Australian Open Diary: Opening Day Report
Melbourne Park is a large and sprawling campus, with a number of entry points. Sometimes, it can even be confusing to find the right entrance. But today, there is no such problem. You just need to follow the crowd. A swarm of people make their winding way to the Melbourne Park entrance. It is a dense crowd, but there is no apparent rush. People walk slowly, share a joke, help carry picnic hampers. Everyone is relaxed, and looking forward to a full day of tennis – the opening day of the Australian Open.
While the crowds mill about on the outside courts, Rod Laver Arena is less than half full for the beginning of the opening match. Simona Halep and Karin Knapp begin proceedings on centre court. Perhaps the lack of energy in the stadium is contagious, but both players begin sluggishly, with some scratchy play. Early service breaks are exchanged and unforced errors abound. A couple of Italian journalists nearby are voluble in their description of Knapp’s hits and misses. They know the Italian has an opportunity here, before the third seed gets into her groove. But the momentum gradually fades. Halep’s grunts become more intense, and her strokes more penetrative. Soon, she claims the first set, and the journalists’ Italian dialogue now feels tinged with resignation.
Seated inside the Hisense Arena, the building has an ‘industrial’ feel compared to the Rod Laver Arena, with its steel structures and steep seating incline. Belinda Bencic, one of the bright young stars of the WTA, is playing her opening match here. Bencic has squeezed in as the last of the 32 seeds, but has still been unlucky in drawing the dangerous Julia Georges as her first round opponent. Things are not going well for the youngster, as she is down a set and a break. After missing a serve, she receives a ball from the ballkid and angrily throws it back. She gazes up in frustration at her team in the front row, which includes the original Swiss Miss, Martina Hingis. They stare back without emotion at her.

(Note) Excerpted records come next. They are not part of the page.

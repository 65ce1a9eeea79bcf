use std::ops::Range;

/// Default number of listings shown per page.
pub const DEFAULT_PAGE_SIZE: usize = 200;

/// Window over the filtered record list. Pages are 1-based; page numbers are
/// clamped rather than rejected, so the pager can never point past the end
/// of the data it is given.
#[derive(Clone, Copy, Debug)]
pub struct Pager {
    page_size: usize,
    current_page: usize,
}

impl Default for Pager {
    fn default() -> Self {
        Self::new(DEFAULT_PAGE_SIZE)
    }
}

impl Pager {
    pub fn new(page_size: usize) -> Self {
        Self {
            page_size: page_size.max(1),
            current_page: 1,
        }
    }

    pub fn page_size(&self) -> usize {
        self.page_size
    }

    pub fn current_page(&self) -> usize {
        self.current_page
    }

    /// Back to the first page. Called whenever the filtered set changes.
    pub fn reset(&mut self) {
        self.current_page = 1;
    }

    /// Number of pages needed for `count` items; zero when there is nothing
    /// to show.
    pub fn total_pages(&self, count: usize) -> usize {
        count.div_ceil(self.page_size)
    }

    /// Moves to `page`, clamped into the valid range for `count` items. An
    /// empty set keeps the pager on page 1.
    pub fn set_page(&mut self, page: usize, count: usize) {
        let last = self.total_pages(count).max(1);
        self.current_page = page.clamp(1, last);
    }

    /// Index range of the current page within a list of `count` items. The
    /// final page may be shorter than the page size.
    pub fn page_range(&self, count: usize) -> Range<usize> {
        let start = (self.current_page - 1).saturating_mul(self.page_size).min(count);
        let end = start.saturating_add(self.page_size).min(count);
        start..end
    }
}

#[cfg(test)]
mod tests {
    use super::*;

    #[test]
    fn test_page_counts() {
        let pager = Pager::new(200);
        assert_eq!(pager.total_pages(0), 0);
        assert_eq!(pager.total_pages(1), 1);
        assert_eq!(pager.total_pages(200), 1);
        assert_eq!(pager.total_pages(201), 2);
        assert_eq!(pager.total_pages(250), 2);
    }

    #[test]
    fn test_short_final_page() {
        let mut pager = Pager::new(200);
        assert_eq!(pager.page_range(250), 0..200);
        pager.set_page(2, 250);
        assert_eq!(pager.page_range(250), 200..250);
    }

    #[test]
    fn test_set_page_clamps() {
        let mut pager = Pager::new(10);
        pager.set_page(99, 25);
        assert_eq!(pager.current_page(), 3);
        pager.set_page(0, 25);
        assert_eq!(pager.current_page(), 1);
        // Empty set: stay on page 1 with an empty range.
        pager.set_page(5, 0);
        assert_eq!(pager.current_page(), 1);
        assert_eq!(pager.page_range(0), 0..0);
    }

    #[test]
    fn test_pages_concatenate_to_the_whole_set() {
        let count = 47;
        let mut pager = Pager::new(10);
        let mut seen = Vec::new();
        for page in 1..=pager.total_pages(count) {
            pager.set_page(page, count);
            seen.extend(pager.page_range(count));
        }
        assert_eq!(seen, (0..count).collect::<Vec<_>>());
    }

    #[test]
    fn test_zero_page_size_is_coerced() {
        let pager = Pager::new(0);
        assert_eq!(pager.page_size(), 1);
    }
}
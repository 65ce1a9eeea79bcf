use indexmap::IndexSet;

use super::Record;
use super::config::Configuration;

const SUMMARY_MAX_LEN: usize = 40;

/// The search term and the column subset it matches against. An empty
/// `active_fields` set means "search all available fields", never "search
/// nothing". Invariant: active fields are a subset of the available fields.
#[derive(Clone, Debug, Default)]
pub struct SearchState {
    pub term: String,
    pub active_fields: IndexSet<String>,
}

impl SearchState {
    pub fn set_term(&mut self, term: impl Into<String>) {
        self.term = term.into();
    }

    /// Adds or removes a field from the active set. Unknown fields are
    /// ignored to preserve the subset invariant.
    pub fn toggle_field(&mut self, field: &str, available: &IndexSet<String>) {
        if self.active_fields.shift_remove(field) {
            return;
        }
        if available.contains(field) {
            self.active_fields.insert(field.to_string());
        }
    }

    pub fn clear_fields(&mut self) {
        self.active_fields.clear();
    }

    /// Replaces the active set with the configuration's declared search
    /// columns, or every available field when the configuration has no
    /// search map.
    pub fn use_configured_fields(
        &mut self,
        config: Option<&Configuration>,
        available: &IndexSet<String>,
    ) {
        self.active_fields.clear();
        match config {
            Some(config) if !config.search.is_empty() => {
                for column in config.search.values() {
                    if available.contains(column) {
                        self.active_fields.insert(column.clone());
                    }
                }
            }
            _ => {
                self.active_fields = available.clone();
            }
        }
    }
}

/// Recomputes the filtered view as indices into `records`, preserving load
/// order. A blank term matches everything; otherwise a record matches when
/// any effective search field contains the term, case-insensitively.
pub fn filter(
    records: &[Record],
    state: &SearchState,
    available: &IndexSet<String>,
) -> Vec<usize> {
    let term = state.term.trim().to_lowercase();
    if term.is_empty() {
        return (0..records.len()).collect();
    }

    let fields: Vec<&String> = if state.active_fields.is_empty() {
        available.iter().collect()
    } else {
        state.active_fields.iter().collect()
    };

    records
        .iter()
        .enumerate()
        .filter(|(_, record)| {
            fields.iter().any(|field| {
                record
                    .get(field.as_str())
                    .is_some_and(|value| value.to_lowercase().contains(&term))
            })
        })
        .map(|(i, _)| i)
        .collect()
}

/// One-line description of the active search fields for the filter control:
/// configured display labels when they apply, raw field names otherwise,
/// truncated past 40 characters.
pub fn summary(
    state: &SearchState,
    config: Option<&Configuration>,
    available: &IndexSet<String>,
) -> String {
    if state.active_fields.is_empty() {
        return "Select Filters".to_string();
    }
    if state.active_fields.len() == available.len() {
        return "All fields".to_string();
    }

    let labels: Vec<&str> = config
        .map(|config| {
            config
                .search
                .iter()
                .filter(|(_, column)| state.active_fields.contains(*column))
                .map(|(label, _)| label.as_str())
                .collect()
        })
        .unwrap_or_default();

    if !labels.is_empty() {
        return if labels.len() <= 2 {
            labels.join(", ")
        } else {
            format!("{}, +{} more", labels[..2].join(", "), labels.len() - 2)
        };
    }

    let names: Vec<&str> = state.active_fields.iter().take(2).map(String::as_str).collect();
    let mut summary = names.join(", ");
    if state.active_fields.len() > 2 {
        summary.push_str(&format!(", +{} more", state.active_fields.len() - 2));
    }
    if summary.len() > SUMMARY_MAX_LEN {
        summary.truncate(SUMMARY_MAX_LEN - 3);
        summary.push_str("...");
    }
    summary
}
use std::fs::File;
use std::path::Path;

use log::{debug, info};
use memmap2::Mmap;
use serde_json::Value;

use super::config::{Configuration, SourceKind};
use super::error::LoadError;
use super::{Record, tokenizer};

/// The single fetch-text contract the loader depends on. Implementations
/// resolve a source location to its raw text; there is no retry and no
/// caching between calls.
pub trait TextFetcher {
    fn fetch_text(&self, location: &str) -> Result<String, LoadError>;
}

/// Fetches remote locations over HTTP and reads local paths through a
/// memory map.
pub struct HttpFetcher {
    client: reqwest::blocking::Client,
}

impl HttpFetcher {
    pub fn new() -> Self {
        Self {
            client: reqwest::blocking::Client::new(),
        }
    }
}

impl Default for HttpFetcher {
    fn default() -> Self {
        Self::new()
    }
}

impl TextFetcher for HttpFetcher {
    fn fetch_text(&self, location: &str) -> Result<String, LoadError> {
        if location.starts_with("http://") || location.starts_with("https://") {
            let response = self.client.get(location).send().map_err(|source| {
                LoadError::Transport {
                    url: location.to_string(),
                    source,
                }
            })?;
            let status = response.status();
            if !status.is_success() {
                return Err(LoadError::Status {
                    url: location.to_string(),
                    status: status.as_u16(),
                });
            }
            response.text().map_err(|source| LoadError::Transport {
                url: location.to_string(),
                source,
            })
        } else {
            read_local(Path::new(location))
        }
    }
}

fn read_local(path: &Path) -> Result<String, LoadError> {
    let io_err = |source| LoadError::Io {
        path: path.display().to_string(),
        source,
    };
    let file = File::open(path).map_err(io_err)?;
    if file.metadata().map_err(io_err)?.len() == 0 {
        return Ok(String::new());
    }
    // Safety: we assume the file is not modified by other processes while we
    // read. For a one-shot load this is a standard risk we accept.
    let mmap = unsafe { Mmap::map(&file).map_err(io_err)? };
    Ok(String::from_utf8_lossy(&mmap).into_owned())
}

/// Loads the record set for a configuration. Each call re-fetches; failures
/// propagate as `LoadError` without retrying.
pub fn load(
    id: &str,
    config: &Configuration,
    fetcher: &dyn TextFetcher,
) -> Result<Vec<Record>, LoadError> {
    let mut records = match config.source() {
        SourceKind::Csv(url) => {
            let text = fetcher.fetch_text(&url)?;
            tokenizer::parse_document(&text)
        }
        SourceKind::Json(url) => {
            let text = fetcher.fetch_text(&url)?;
            parse_json_records(&text, &url)?
        }
        SourceKind::Mock => mock_records(id),
    };

    if let Some(field) = &config.int_required {
        let before = records.len();
        records.retain(|record| {
            record
                .get(field)
                .is_some_and(|value| value.parse::<i64>().is_ok_and(|n| n.to_string() == *value))
        });
        debug!(
            "int_required ({field}): {} rows remaining from {before}",
            records.len()
        );
    }

    sort_records(&mut records, config);
    info!("loaded {} records for \"{id}\"", records.len());
    Ok(records)
}

/// Parses a JSON array of objects into records, flattening nested maps with
/// `_`-joined keys up to three levels deep and joining array items with
/// `", "`.
fn parse_json_records(text: &str, url: &str) -> Result<Vec<Record>, LoadError> {
    let value: Value = serde_json::from_str(text).map_err(|source| LoadError::Json {
        url: url.to_string(),
        source,
    })?;
    let items = match value {
        Value::Array(items) => items,
        // A single object is treated as a one-record set.
        Value::Object(_) => vec![value],
        _ => Vec::new(),
    };
    Ok(items.iter().map(flatten_record).collect())
}

const MAX_FLATTEN_DEPTH: usize = 3;

fn flatten_record(value: &Value) -> Record {
    let mut record = Record::new();
    flatten_into(&mut record, "", value, 0);
    record
}

fn flatten_into(record: &mut Record, prefix: &str, value: &Value, depth: usize) {
    let Value::Object(map) = value else {
        if !prefix.is_empty() {
            record.insert(prefix.to_string(), render_scalar(value));
        }
        return;
    };
    if depth >= MAX_FLATTEN_DEPTH {
        return;
    }
    for (key, child) in map {
        let flat_key = if prefix.is_empty() {
            key.clone()
        } else {
            format!("{prefix}_{key}")
        };
        match child {
            Value::Object(_) => flatten_into(record, &flat_key, child, depth + 1),
            Value::Array(items) => {
                let joined = items
                    .iter()
                    .map(render_scalar)
                    .collect::<Vec<_>>()
                    .join(", ");
                record.insert(flat_key, joined);
            }
            _ => {
                record.insert(flat_key, render_scalar(child));
            }
        }
    }
}

fn render_scalar(value: &Value) -> String {
    match value {
        Value::Null => String::new(),
        Value::String(s) => s.clone(),
        Value::Bool(b) => b.to_string(),
        Value::Number(n) => n.to_string(),
        other => other.to_string(),
    }
}

/// Fields commonly holding a listing's name, tried when the configuration
/// names no sort column.
const COMMON_NAME_FIELDS: &[&str] = &[
    "name",
    "title",
    "organization",
    "organization name",
    "company",
    "city",
];

fn sort_field(records: &[Record], config: &Configuration) -> Option<String> {
    let first = records.first()?;
    if let Some(column) = &config.name_column {
        if let Some(key) = first.keys().find(|k| k.eq_ignore_ascii_case(column)) {
            return Some(key.clone());
        }
    }
    if let Some(column) = config.featured_columns.first() {
        if let Some(key) = first.keys().find(|k| k.eq_ignore_ascii_case(column)) {
            return Some(key.clone());
        }
    }
    if let Some(key) = first.keys().find(|k| {
        let lower = k.to_lowercase();
        COMMON_NAME_FIELDS.iter().any(|f| lower.contains(f))
    }) {
        return Some(key.clone());
    }
    first.keys().next().cloned()
}

/// Sorts records alphabetically by the primary name field, case-insensitive,
/// empty values last. Stable, so later filtering preserves this order.
fn sort_records(records: &mut [Record], config: &Configuration) {
    let Some(field) = sort_field(records, config) else {
        return;
    };
    records.sort_by(|a, b| {
        let va = a
            .get(&field)
            .map(|v| v.trim().to_lowercase())
            .unwrap_or_default();
        let vb = b
            .get(&field)
            .map(|v| v.trim().to_lowercase())
            .unwrap_or_default();
        match (va.is_empty(), vb.is_empty()) {
            (true, true) => std::cmp::Ordering::Equal,
            (true, false) => std::cmp::Ordering::Greater,
            (false, true) => std::cmp::Ordering::Less,
            (false, false) => va.cmp(&vb),
        }
    });
}

/// Built-in demo record sets, a pure function of the dataset id. Used for
/// offline display when a configuration names no tabular source.
pub fn mock_records(id: &str) -> Vec<Record> {
    match id {
        "cities" => mock_cities(),
        "recyclers" => mock_recyclers(),
        "landfills" => mock_landfills(),
        _ => Vec::new(),
    }
}

fn mock_cities() -> Vec<Record> {
    let base: [(&str, &str, &str, &str, &str, &str, &str); 5] = [
        (
            "Atlanta",
            "Fulton",
            "Georgia",
            "498715",
            "404546",
            "atlantaga.gov",
            "Capital city of Georgia",
        ),
        (
            "Savannah",
            "Chatham",
            "Georgia",
            "147780",
            "912651",
            "savannahga.gov",
            "Historic coastal city",
        ),
        (
            "Augusta",
            "Richmond",
            "Georgia",
            "202081",
            "706790",
            "augustaga.gov",
            "Home of the Masters Tournament",
        ),
        (
            "Columbus",
            "Muscogee",
            "Georgia",
            "194058",
            "706596",
            "columbusga.gov",
            "Historic river city",
        ),
        (
            "Macon",
            "Bibb",
            "Georgia",
            "153095",
            "478551",
            "maconbibb.us",
            "Heart of Georgia",
        ),
    ];

    // 5 base records x 50 variations, enough to exercise pagination.
    let mut cities = Vec::with_capacity(base.len() * 50);
    for i in 0..50 {
        for (index, (city, county, state, population, phone_prefix, website, description)) in
            base.iter().enumerate()
        {
            let name = format!("{city} {}", i + 1);
            let mut record = Record::new();
            record.insert("city".into(), name.clone());
            record.insert("County".into(), (*county).into());
            record.insert("state".into(), (*state).into());
            record.insert("population".into(), (*population).into());
            record.insert("phone".into(), format!("{phone_prefix}{:04}", index + i));
            record.insert("website".into(), (*website).into());
            record.insert("description".into(), (*description).into());
            record.insert("City".into(), name);
            cities.push(record);
        }
    }
    cities
}

fn mock_recyclers() -> Vec<Record> {
    let rows = [
        [
            ("organization name", "Atlanta Recycling Center"),
            ("Category", "Paper"),
            ("Materials Accepted", "Cardboard, Office Paper"),
            ("address", "123 Recycling Way, Atlanta, GA"),
            ("county", "Fulton"),
            ("website", "atlantarecycling.com"),
        ],
        [
            ("organization name", "Savannah Metal Recovery"),
            ("Category", "Metal"),
            ("Materials Accepted", "Aluminum, Steel, Copper"),
            ("address", "456 Metal St, Savannah, GA"),
            ("county", "Chatham"),
            ("website", "savannahmetal.com"),
        ],
    ];
    rows.iter()
        .map(|row| {
            row.iter()
                .map(|(k, v)| (k.to_string(), v.to_string()))
                .collect()
        })
        .collect()
}

fn mock_landfills() -> Vec<Record> {
    let rows = [
        [
            ("Name", "Peach County Landfill"),
            ("County", "Peach"),
            ("latitude", "32.5"),
            ("longitude", "-83.8"),
        ],
        [
            ("Name", "Gwinnett County Landfill"),
            ("County", "Gwinnett"),
            ("latitude", "33.9"),
            ("longitude", "-84.1"),
        ],
    ];
    rows.iter()
        .map(|row| {
            row.iter()
                .map(|(k, v)| (k.to_string(), v.to_string()))
                .collect()
        })
        .collect()
}
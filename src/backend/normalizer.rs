use indexmap::IndexMap;

use super::Record;
use super::config::Configuration;
use super::formatting::{self, FieldKind};

/// Canonical semantic slots derived from a record. A slot is populated at
/// most once; an absent or empty source field leaves it `None`.
#[derive(Clone, Debug, Default, PartialEq, Eq)]
pub struct RecognizedFields {
    pub name: Option<String>,
    pub title: Option<String>,
    pub address: Option<String>,
    pub category: Option<String>,
    pub city: Option<String>,
    pub county: Option<String>,
    pub state: Option<String>,
    pub phone: Option<String>,
    pub email: Option<String>,
    pub website: Option<String>,
    pub description: Option<String>,
    pub population: Option<String>,
}

/// Candidate column names per heuristic slot, in priority order. Matching is
/// case-insensitive through `FieldIndex`, so one entry covers every case
/// variant of that name.
const CITY_CANDIDATES: &[&str] = &["city"];
const COUNTY_CANDIDATES: &[&str] = &["county"];
const STATE_CANDIDATES: &[&str] = &["state"];
const PHONE_CANDIDATES: &[&str] = &["phone", "telephone"];
const EMAIL_CANDIDATES: &[&str] = &["email"];
const WEBSITE_CANDIDATES: &[&str] = &["website", "url"];
const DESCRIPTION_CANDIDATES: &[&str] = &["description", "details"];
const POPULATION_CANDIDATES: &[&str] = &["population", "pop"];

/// Column names excluded from the unrecognized-field listing without feeding
/// any slot (the detail view never shows raw postal columns).
const POSTAL_CANDIDATES: &[&str] = &["zip", "zipcode", "postal_code"];

/// Lowercase-keyed index over the field names of a record set, built once
/// per load. Resolves a candidate name to the first actual key observed with
/// that spelling, in any case.
#[derive(Clone, Debug, Default)]
pub struct FieldIndex {
    by_lower: IndexMap<String, String>,
}

impl FieldIndex {
    pub fn from_records(records: &[Record]) -> Self {
        let mut by_lower = IndexMap::new();
        for record in records {
            for key in record.keys() {
                by_lower
                    .entry(key.to_lowercase())
                    .or_insert_with(|| key.clone());
            }
        }
        Self { by_lower }
    }

    pub fn resolve(&self, name: &str) -> Option<&str> {
        self.by_lower.get(&name.to_lowercase()).map(String::as_str)
    }
}

fn non_empty<'a>(record: &'a Record, key: &str) -> Option<&'a str> {
    record.get(key).map(String::as_str).filter(|v| !v.is_empty())
}

fn slot_value(record: &Record, index: &FieldIndex, candidates: &[&str]) -> Option<String> {
    candidates
        .iter()
        .find_map(|candidate| {
            let actual = index.resolve(candidate)?;
            non_empty(record, actual)
        })
        .map(str::to_string)
}

/// Derives the recognized-field view of a record. Configured columns resolve
/// the name/title/address/category slots (title only when its column differs
/// from the name column); the remaining slots fall back to the candidate
/// lists. Slots resolve independently; first match wins.
pub fn recognize(record: &Record, config: &Configuration, index: &FieldIndex) -> RecognizedFields {
    let configured = |column: &Option<String>| {
        column
            .as_deref()
            .and_then(|c| non_empty(record, c))
            .map(str::to_string)
    };

    RecognizedFields {
        name: configured(&config.name_column),
        title: if config.title_column != config.name_column {
            configured(&config.title_column)
        } else {
            None
        },
        address: configured(&config.address_column),
        category: configured(&config.value_column),
        city: slot_value(record, index, CITY_CANDIDATES),
        county: slot_value(record, index, COUNTY_CANDIDATES),
        state: slot_value(record, index, STATE_CANDIDATES),
        phone: slot_value(record, index, PHONE_CANDIDATES),
        email: slot_value(record, index, EMAIL_CANDIDATES),
        website: slot_value(record, index, WEBSITE_CANDIDATES),
        description: slot_value(record, index, DESCRIPTION_CANDIDATES),
        population: slot_value(record, index, POPULATION_CANDIDATES),
    }
}

/// The complement of `recognize`: every field outside the slot-resolution
/// set whose value is non-empty after trimming, in record order.
pub fn unrecognized(record: &Record, config: &Configuration) -> Vec<(String, String)> {
    let configured: Vec<&str> = [
        &config.name_column,
        &config.title_column,
        &config.address_column,
        &config.value_column,
    ]
    .into_iter()
    .filter_map(|c| c.as_deref())
    .collect();

    let claimed = |key: &str| {
        let lower = key.to_lowercase();
        configured.iter().any(|c| c.eq_ignore_ascii_case(key))
            || [
                CITY_CANDIDATES,
                COUNTY_CANDIDATES,
                STATE_CANDIDATES,
                PHONE_CANDIDATES,
                EMAIL_CANDIDATES,
                WEBSITE_CANDIDATES,
                DESCRIPTION_CANDIDATES,
                POPULATION_CANDIDATES,
                POSTAL_CANDIDATES,
            ]
            .iter()
            .any(|candidates| candidates.contains(&lower.as_str()))
    };

    record
        .iter()
        .filter(|(key, value)| !claimed(key) && !value.trim().is_empty())
        .map(|(key, value)| (key.clone(), value.clone()))
        .collect()
}

/// Compact listing display strings derived from the featured columns.
#[derive(Clone, Debug, Default, PartialEq, Eq)]
pub struct DisplayData {
    pub primary: Option<String>,
    pub secondary: Option<String>,
    pub tertiary: Option<String>,
}

/// Maps the first three featured columns to primary/secondary/tertiary
/// display strings, with "Population: " and " County" conventions when the
/// column name hints at those semantics. Falls back to the recognized
/// name/population/county when the configuration names no featured columns.
pub fn display_data(record: &Record, config: &Configuration, index: &FieldIndex) -> DisplayData {
    if config.featured_columns.is_empty() {
        let recognized = recognize(record, config, index);
        return DisplayData {
            primary: recognized.name,
            secondary: recognized.population.map(|p| {
                format!(
                    "Population: {}",
                    formatting::format_field_value(&p, FieldKind::Population)
                )
            }),
            tertiary: recognized.county.map(|c| format!("{c} County")),
        };
    }

    let mut data = DisplayData::default();
    for (position, column) in config.featured_columns.iter().take(3).enumerate() {
        let actual = index.resolve(column).unwrap_or(column);
        let Some(value) = non_empty(record, actual) else {
            continue;
        };
        let lower = column.to_lowercase();
        match position {
            0 => data.primary = Some(value.to_string()),
            1 => {
                data.secondary = Some(if lower.contains("population") {
                    format!(
                        "Population: {}",
                        formatting::format_field_value(value, FieldKind::Population)
                    )
                } else {
                    format!(
                        "{}: {}",
                        formatting::format_key_name(column),
                        formatting::format_field_value(value, FieldKind::Text)
                    )
                });
            }
            _ => {
                data.tertiary = Some(if lower.contains("county") {
                    format!("{value} County")
                } else {
                    format!("{}: {value}", formatting::format_key_name(column))
                });
            }
        }
    }
    data
}

#[cfg(test)]
mod tests {
    use super::*;

    fn record(pairs: &[(&str, &str)]) -> Record {
        pairs
            .iter()
            .map(|(k, v)| (k.to_string(), v.to_string()))
            .collect()
    }

    fn cities_config() -> Configuration {
        Configuration {
            name_column: Some("city".into()),
            featured_columns: vec!["City".into(), "Population".into(), "County".into()],
            ..Configuration::default()
        }
    }

    #[test]
    fn test_configured_and_heuristic_slots_are_independent() {
        let config = cities_config();
        let r = record(&[("city", "Macon"), ("CITY", "Macon")]);
        let index = FieldIndex::from_records(std::slice::from_ref(&r));
        let recognized = recognize(&r, &config, &index);
        // name comes from the configured column, city from the candidate
        // list; neither resolution disturbs the other.
        assert_eq!(recognized.name.as_deref(), Some("Macon"));
        assert_eq!(recognized.city.as_deref(), Some("Macon"));
    }

    #[test]
    fn test_case_variant_lookup() {
        let config = Configuration::default();
        let r = record(&[("County", "Bibb"), ("TELEPHONE", "4785551234")]);
        let index = FieldIndex::from_records(std::slice::from_ref(&r));
        let recognized = recognize(&r, &config, &index);
        assert_eq!(recognized.county.as_deref(), Some("Bibb"));
        assert_eq!(recognized.phone.as_deref(), Some("4785551234"));
    }

    #[test]
    fn test_candidate_priority_order() {
        let config = Configuration::default();
        let r = record(&[("url", "a.example"), ("Website", "b.example")]);
        let index = FieldIndex::from_records(std::slice::from_ref(&r));
        // "website" is declared before "url", so it wins regardless of
        // record order.
        assert_eq!(
            recognize(&r, &config, &index).website.as_deref(),
            Some("b.example")
        );
    }

    #[test]
    fn test_empty_values_leave_slot_unset() {
        let config = Configuration::default();
        let r = record(&[("email", ""), ("state", "Georgia")]);
        let index = FieldIndex::from_records(std::slice::from_ref(&r));
        let recognized = recognize(&r, &config, &index);
        assert_eq!(recognized.email, None);
        assert_eq!(recognized.state.as_deref(), Some("Georgia"));
    }

    #[test]
    fn test_title_ignored_when_same_as_name_column() {
        let config = Configuration {
            name_column: Some("city".into()),
            title_column: Some("city".into()),
            ..Configuration::default()
        };
        let r = record(&[("city", "Macon")]);
        let index = FieldIndex::from_records(std::slice::from_ref(&r));
        let recognized = recognize(&r, &config, &index);
        assert_eq!(recognized.name.as_deref(), Some("Macon"));
        assert_eq!(recognized.title, None);
    }

    #[test]
    fn test_unrecognized_complement() {
        let config = cities_config();
        let r = record(&[
            ("city", "Macon"),
            ("county", "Bibb"),
            ("zip", "31201"),
            ("mascot", "Cherry Blossom"),
            ("notes", "  "),
        ]);
        let extra = unrecognized(&r, &config);
        assert_eq!(extra, vec![("mascot".to_string(), "Cherry Blossom".to_string())]);
    }

    #[test]
    fn test_display_data_featured_columns() {
        let config = cities_config();
        let r = record(&[
            ("city", "Macon"),
            ("City", "Macon"),
            ("population", "153095"),
            ("County", "Bibb"),
        ]);
        let index = FieldIndex::from_records(std::slice::from_ref(&r));
        let data = display_data(&r, &config, &index);
        assert_eq!(data.primary.as_deref(), Some("Macon"));
        assert_eq!(data.secondary.as_deref(), Some("Population: 153,095"));
        assert_eq!(data.tertiary.as_deref(), Some("Bibb County"));
    }

    #[test]
    fn test_display_data_fallback_without_featured_columns() {
        let config = Configuration {
            name_column: Some("Name".into()),
            ..Configuration::default()
        };
        let r = record(&[("Name", "Peach County Landfill"), ("County", "Peach")]);
        let index = FieldIndex::from_records(std::slice::from_ref(&r));
        let data = display_data(&r, &config, &index);
        assert_eq!(data.primary.as_deref(), Some("Peach County Landfill"));
        assert_eq!(data.secondary, None);
        assert_eq!(data.tertiary.as_deref(), Some("Peach County"));
    }
}
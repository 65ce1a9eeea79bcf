use std::io::Write;

use anyhow::Result;

use super::{Record, tokenizer};

/// Writes records as CSV. Headers come from the first record; field order is
/// the record's own order. Values are quote-wrapped with the same rule the
/// parser accepts, so the output reloads losslessly.
pub fn write_csv(records: &[&Record], out: &mut dyn Write) -> Result<()> {
    let Some(first) = records.first() else {
        return Ok(());
    };
    writeln!(out, "{}", tokenizer::serialize_row(first.keys()))?;
    for record in records {
        writeln!(out, "{}", tokenizer::serialize_row(record.values()))?;
    }
    Ok(())
}

/// Writes records as a pretty-printed JSON array of objects.
pub fn write_json(records: &[&Record], out: &mut dyn Write) -> Result<()> {
    serde_json::to_writer_pretty(&mut *out, records)?;
    writeln!(out)?;
    Ok(())
}

#[cfg(test)]
mod tests {
    use super::*;

    fn record(pairs: &[(&str, &str)]) -> Record {
        pairs
            .iter()
            .map(|(k, v)| (k.to_string(), v.to_string()))
            .collect()
    }

    #[test]
    fn test_csv_quotes_round_trip() {
        let r = record(&[("name", "Widgets, Inc."), ("note", "say \"hi\"")]);
        let mut out = Vec::new();
        write_csv(&[&r], &mut out).unwrap();
        let text = String::from_utf8(out).unwrap();
        assert_eq!(text, "name,note\n\"Widgets, Inc.\",\"say \"\"hi\"\"\"\n");

        let reloaded = tokenizer::parse_document(&text);
        assert_eq!(reloaded.len(), 1);
        assert_eq!(reloaded[0], r);
    }

    #[test]
    fn test_empty_set_writes_nothing() {
        let mut out = Vec::new();
        write_csv(&[], &mut out).unwrap();
        assert!(out.is_empty());
    }

    #[test]
    fn test_json_array_of_objects() {
        let r = record(&[("a", "1"), ("b", "2")]);
        let mut out = Vec::new();
        write_json(&[&r], &mut out).unwrap();
        let value: serde_json::Value = serde_json::from_slice(&out).unwrap();
        assert_eq!(value[0]["a"], "1");
        assert_eq!(value[0]["b"], "2");
    }
}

Yuki Bhambri is on Margaret Court Arena, and has just commenced his first ever appearance in the main draw of a Grand Slam. He is playing against the sixth seed, Andy Murray, who is looking a little unsure of himself. Bhambri finds his opening service game going to deuce, but manages to hold on. After winning his first game, he shares an almost sly grin with his team in the crowd. Perhaps, this might be fun after all.
As Bhambri’s match progresses, score updates from other courts are flashed on the big screen. Ana Ivanovic has lost in her opener. Caroline Garcia has taken out Svetlana Kuznetsova. Despite the best planned schedule, it is impossible to catch a piece of all the action that happens on the day. The perils of opening day viewing.
Bhambri hits a final forehand long, and Murray is relieved to have won in straight sets, the third in a tie-breaker. Bhambri ends with a predictable loss, but he has challenged Murray and acquitted himself well. He leaves the stadium to a warm round of applause from the crowd. Murray has words of appreciation for his opponent. He says Bhambri pushed him hard across all three sets, and that he doesn’t think Bhambri’s current ranking is a true measure of his talent.
Rafael Nadal, in a pink and fluorescent green outfit, is bounding across centre court. He returns Mikhael Youzhny’s single-handed backhand with a trademark tomahawk forehand, and follows it up with a trademark fist-pump. Nadal is looking fit and solid, and shows no signs of rustiness or injury. The match-up brings back memories of a Chennai Open final many years ago, when a listless Nadal lost to Youzhny. Today, the roles are reversed, as they have been for quite sometime, and Youzhny does not stand a chance. Towards the end of the third set, he faults on his serve. “One more”, comes a cry from the crowd. Youzhny stops in his service motion, throws his arms wide at the crowd and calls out in mock-exasperation, “Why?” The crowd laughs. Everyone knows where this match is headed.
The night session is underway on Rod Laver Arena, and who else but Roger Federer to welcome the lights for the tournament. Yen-Hsun Lu pushes Federer outside the court with a stinging forehand, but the Swiss master curls a return past the side of the net for an incredible winner. The crowd gasps, and roars in approval. This is what they have come to see. Some Federer magic. Maybe a drop shot from the back of the court with huge backspin, maybe an overhead winner while running backwards. It is almost as if people expect these strokes of genius from Federer on demand.
An opening-round epic is winding to its conclusion on one of the outside show courts. Thanasi Kokkinakis, of the young Aussie brigade, and fiery Ernests Gulbis, have been engaged in an up-and-down battle, and are now deep into the fifth set. The court is jam-packed and buzzing with energy, the giant screen outside has people milling in front of it, each point is greeted with a roar or a groan. Serving 6-7 down, Gulbis sends down a couple of double faults and an errant forehand to surrender the match. Kokkinakis falls flat on his back in victory, and almost ends up doing a head stand. Amid the ensuing din, the young Aussie does a brief victory lap around the court, slapping hands, accepting pats and hugs, and getting mobbed in general. The scene of exuberance seems a fitting way to end an eventful opening day at the Australian Open.